(Stored data entries)
◆ ◆ ◆

//! Process-wide default container and shortcuts operating on it.
//!
//! ```rust
//! use std::sync::Arc;
//!
//! struct Database;
//!
//! fn new_database() -> Database {
//!     Database
//! }
//!
//! let db = lazioc::resolve(new_database).unwrap();
//! assert!(Arc::ptr_eq(&db, &lazioc::resolve(new_database).unwrap()));
//! ```

use alloc::sync::Arc;
use once_cell::sync::Lazy;

use crate::{
    container::Container,
    errors::ResolveErrorKind,
    lifetime::Lifetime,
    scope::{ScopeGuard, ScopeId},
};

static GLOBAL: Lazy<Container> = Lazy::new(Container::new);

/// The process-wide container, created on first use.
#[inline]
#[must_use]
pub fn global() -> &'static Container {
    &GLOBAL
}

/// [`Container::resolve`] on the [`global`] container.
///
/// # Errors
/// See [`Container::resolve_with`].
#[inline]
pub fn resolve<T, F>(factory: F) -> Result<Arc<T>, ResolveErrorKind>
where
    T: Send + Sync + 'static,
    F: FnOnce() -> T + 'static,
{
    GLOBAL.resolve(factory)
}

/// [`Container::resolve_with`] on the [`global`] container.
///
/// # Errors
/// See [`Container::resolve_with`].
#[inline]
pub fn resolve_with<T, F>(factory: F, lifetime: Lifetime) -> Result<Arc<T>, ResolveErrorKind>
where
    T: Send + Sync + 'static,
    F: FnOnce() -> T + 'static,
{
    GLOBAL.resolve_with(factory, lifetime)
}

/// [`Container::try_resolve_with`] on the [`global`] container.
///
/// # Errors
/// See [`Container::try_resolve_with`].
#[inline]
pub fn try_resolve_with<T, E, F>(factory: F, lifetime: Lifetime) -> Result<Arc<T>, ResolveErrorKind>
where
    T: Send + Sync + 'static,
    E: Into<ResolveErrorKind>,
    F: FnOnce() -> Result<T, E> + 'static,
{
    GLOBAL.try_resolve_with(factory, lifetime)
}

#[inline]
#[must_use = "the scope ends as soon as the guard is dropped"]
pub fn begin_scope() -> ScopeGuard {
    GLOBAL.begin_scope()
}

#[inline]
pub fn with_scope<R>(body: impl FnOnce() -> R) -> R {
    GLOBAL.with_scope(body)
}

#[inline]
#[must_use]
pub fn active_scope_id() -> Option<ScopeId> {
    GLOBAL.active_scope_id()
}

#[inline]
pub fn reset() {
    GLOBAL.reset();
}

#[inline]
#[must_use]
pub fn instance_count() -> usize {
    GLOBAL.instance_count()
}
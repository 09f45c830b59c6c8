/// Config for a container
/// ## Fields
/// - `scope_id_prefix`:
///   Prefix of the identifiers given to scopes started by the container.
///   Identifiers look like `{prefix}-{number}` and are unique per container.
#[derive(Clone, Copy, Debug)]
pub struct Config {
    pub scope_id_prefix: &'static str,
}

impl Default for Config {
    fn default() -> Self {
        Self { scope_id_prefix: "scope" }
    }
}
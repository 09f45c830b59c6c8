use alloc::vec::Vec;
use core::{
    cell::RefCell,
    iter,
    sync::atomic::{AtomicU64, Ordering},
};

use crate::{
    errors::{CycleNode, CyclePath},
    key::FactoryKey,
};

static NEXT_OWNER_ID: AtomicU64 = AtomicU64::new(0);

#[derive(Clone, Copy)]
struct Entry {
    owner: u64,
    generation: u64,
    key: FactoryKey,
}

thread_local! {
    // Shared by every container; each entry is tagged with the container that pushed it.
    static RESOLUTION_PATHS: RefCell<Vec<Entry>> = const { RefCell::new(Vec::new()) };
}

/// Chain of factories currently under construction by the calling thread, for one container.
///
/// The chain itself lives in thread-local storage, so threads never observe each other's chains
/// and no synchronization is needed to push or pop.
pub(crate) struct ResolutionPath {
    owner: u64,
    generation: AtomicU64,
}

impl ResolutionPath {
    #[must_use]
    pub(crate) fn new() -> Self {
        Self {
            owner: NEXT_OWNER_ID.fetch_add(1, Ordering::Relaxed),
            generation: AtomicU64::new(0),
        }
    }

    #[inline]
    fn owns(&self, entry: &Entry, generation: u64) -> bool {
        entry.owner == self.owner && entry.generation == generation
    }

    fn visit<R>(&self, f: impl FnOnce(&[Entry], u64) -> R) -> R {
        let generation = self.generation.load(Ordering::Acquire);
        RESOLUTION_PATHS.with(|paths| f(paths.borrow().as_slice(), generation))
    }

    #[must_use]
    pub(crate) fn current(&self) -> Vec<FactoryKey> {
        self.visit(|entries, generation| {
            entries
                .iter()
                .filter(|entry| self.owns(entry, generation))
                .map(|entry| entry.key)
                .collect()
        })
    }

    #[must_use]
    pub(crate) fn depth(&self) -> usize {
        self.visit(|entries, generation| entries.iter().filter(|entry| self.owns(entry, generation)).count())
    }

    #[must_use]
    pub(crate) fn would_cycle(&self, key: &FactoryKey) -> bool {
        self.visit(|entries, generation| {
            entries
                .iter()
                .any(|entry| self.owns(entry, generation) && entry.key == *key)
        })
    }

    /// Runs `body` with `key` appended to the calling thread's path.
    /// The path is restored when `body` returns or unwinds.
    pub(crate) fn with_key_pushed<R>(&self, key: FactoryKey, body: impl FnOnce() -> R) -> R {
        let _guard = PathGuard::push(Entry {
            owner: self.owner,
            generation: self.generation.load(Ordering::Acquire),
            key,
        });
        body()
    }

    /// Renders the cycle closed by `key`: the path from the first occurrence of `key`, then `key` itself.
    #[must_use]
    pub(crate) fn cycle_path(&self, key: &FactoryKey, type_name_of: impl Fn(&FactoryKey) -> Option<&'static str>) -> CyclePath {
        let path = self.current();
        let start = path.iter().position(|path_key| path_key == key).unwrap_or(path.len());

        let nodes = path[start..]
            .iter()
            .map(|path_key| CycleNode {
                key: *path_key,
                type_name: type_name_of(path_key),
            })
            .chain(iter::once(CycleNode { key: *key, type_name: None }))
            .collect::<Vec<_>>();

        CyclePath(nodes.into_boxed_slice())
    }

    /// Forgets the paths of every thread. Entries pushed before the reset stop counting,
    /// their guards still pop them.
    pub(crate) fn reset(&self) {
        self.generation.fetch_add(1, Ordering::AcqRel);
    }
}

impl Default for ResolutionPath {
    fn default() -> Self {
        Self::new()
    }
}

struct PathGuard {
    len: usize,
}

impl PathGuard {
    fn push(entry: Entry) -> Self {
        RESOLUTION_PATHS.with(|paths| {
            let mut paths = paths.borrow_mut();
            let len = paths.len();
            paths.push(entry);
            Self { len }
        })
    }
}

impl Drop for PathGuard {
    fn drop(&mut self) {
        let _ = RESOLUTION_PATHS.try_with(|paths| paths.borrow_mut().truncate(self.len));
    }
}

◆ ◆ ◆

Return all lines from the data that include the string "load".

        let generation = self.generation.load(Ordering::Acquire);
            generation: self.generation.load(Ordering::Acquire),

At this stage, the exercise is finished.